**EXERCISE AIM**. Could you print every line from the first one of the records below through the line containing "and its owner", with both included and nothing else?

(Data excerpts)
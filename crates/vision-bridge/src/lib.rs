//! vision-bridge: frame processor bridge for Lua worklets
//!
//! Exposes native frame processor plugins and a per-view frame processing
//! pipeline to Lua scripts. Scripts register processors from the main Lua
//! state; the processors run on a separate worklet Lua state that lives on
//! its own thread.
//!
//! # Architecture
//!
//! ```text
//! main Lua ── VisionCameraProxy ──▶ PlatformProxy ──▶ ProcessorRegistry
//!                  │                     │                   │
//!                  │               PluginRegistry     FrameProcessor
//!                  ▼                                         │
//!            PluginHandle ◀── worklet Lua (own thread) ◀─────┘ process_frame
//!                  │
//!            BufferCache (per context)
//! ```
//!
//! # Modules
//!
//! - `proxy`: The `VisionCameraProxy` global and its owner
//! - `platform`: Platform collaborator trait and the reference host
//! - `processor`: Frame processors and the per-view registry
//! - `plugin`: Native plugin trait, registry and script handles
//! - `context`: Execution contexts and the worklet thread
//! - `buffer_cache`: Context-scoped buffer wrapper cache
//! - `marshal`: Lua <-> native value conversion
//! - `frame`: Frames and their script handles
//! - `value`: Native value model
//! - `config`: TOML configuration
//! - `logging`: tracing subscriber setup
//!
//! # Safety
//!
//! The only unsafe code creates the worklet Lua state with bytecode loading
//! enabled.

pub mod buffer_cache;
pub mod config;
pub mod context;
pub mod error;
pub mod frame;
pub mod logging;
pub mod marshal;
pub mod platform;
pub mod plugin;
pub mod processor;
pub mod proxy;
pub mod value;

pub use buffer_cache::{ArrayBufferObject, BufferCache};
pub use config::{BridgeConfig, BufferCacheConfig, ConfigError, WorkletConfig};
pub use context::{ContextId, ContextKind, ExecutionContext, Worklet, WorkletContext};
pub use error::{BridgeError, MarshalError, Result};
pub use frame::{Frame, FrameCloser, FrameHandle, Orientation, PixelFormat};
pub use logging::{LogConfig, LogError, LogFormat, init_logging};
pub use platform::{FrameProcessorHost, PlatformProxy};
pub use plugin::{FrameProcessorPlugin, PluginHandle, PluginRegistry};
pub use processor::{FrameProcessor, ProcessorBinding, ProcessorKind, ProcessorRegistry, ViewTag};
pub use proxy::{BridgeProxy, ProxyProperty};
pub use value::{BufferId, NativeBuffer, NativeMap, NativeValue};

**YOUR SOLUTION**.
filename crates/vision-bridge/src/lib.rs
//! vision-bridge: frame processor bridge for Lua worklets
//!
//! Exposes native frame processor plugins and a per-view frame processing
//! pipeline to Lua scripts. Scripts register processors from the main Lua
//! state; the processors run on a separate worklet Lua state that lives on
//! its own thread.
//!
//! # Architecture
//!
//! ```text
//! main Lua ── VisionCameraProxy ──▶ PlatformProxy ──▶ ProcessorRegistry
//!                  │                     │                   │
//!                  │               PluginRegistry     FrameProcessor
//!                  ▼                                         │
//!            PluginHandle ◀── worklet Lua (own thread) ◀─────┘ process_frame
//!                  │
//!            BufferCache (per context)
//! ```
//!
//! # Modules
//!
//! - `proxy`: The `VisionCameraProxy` global and its owner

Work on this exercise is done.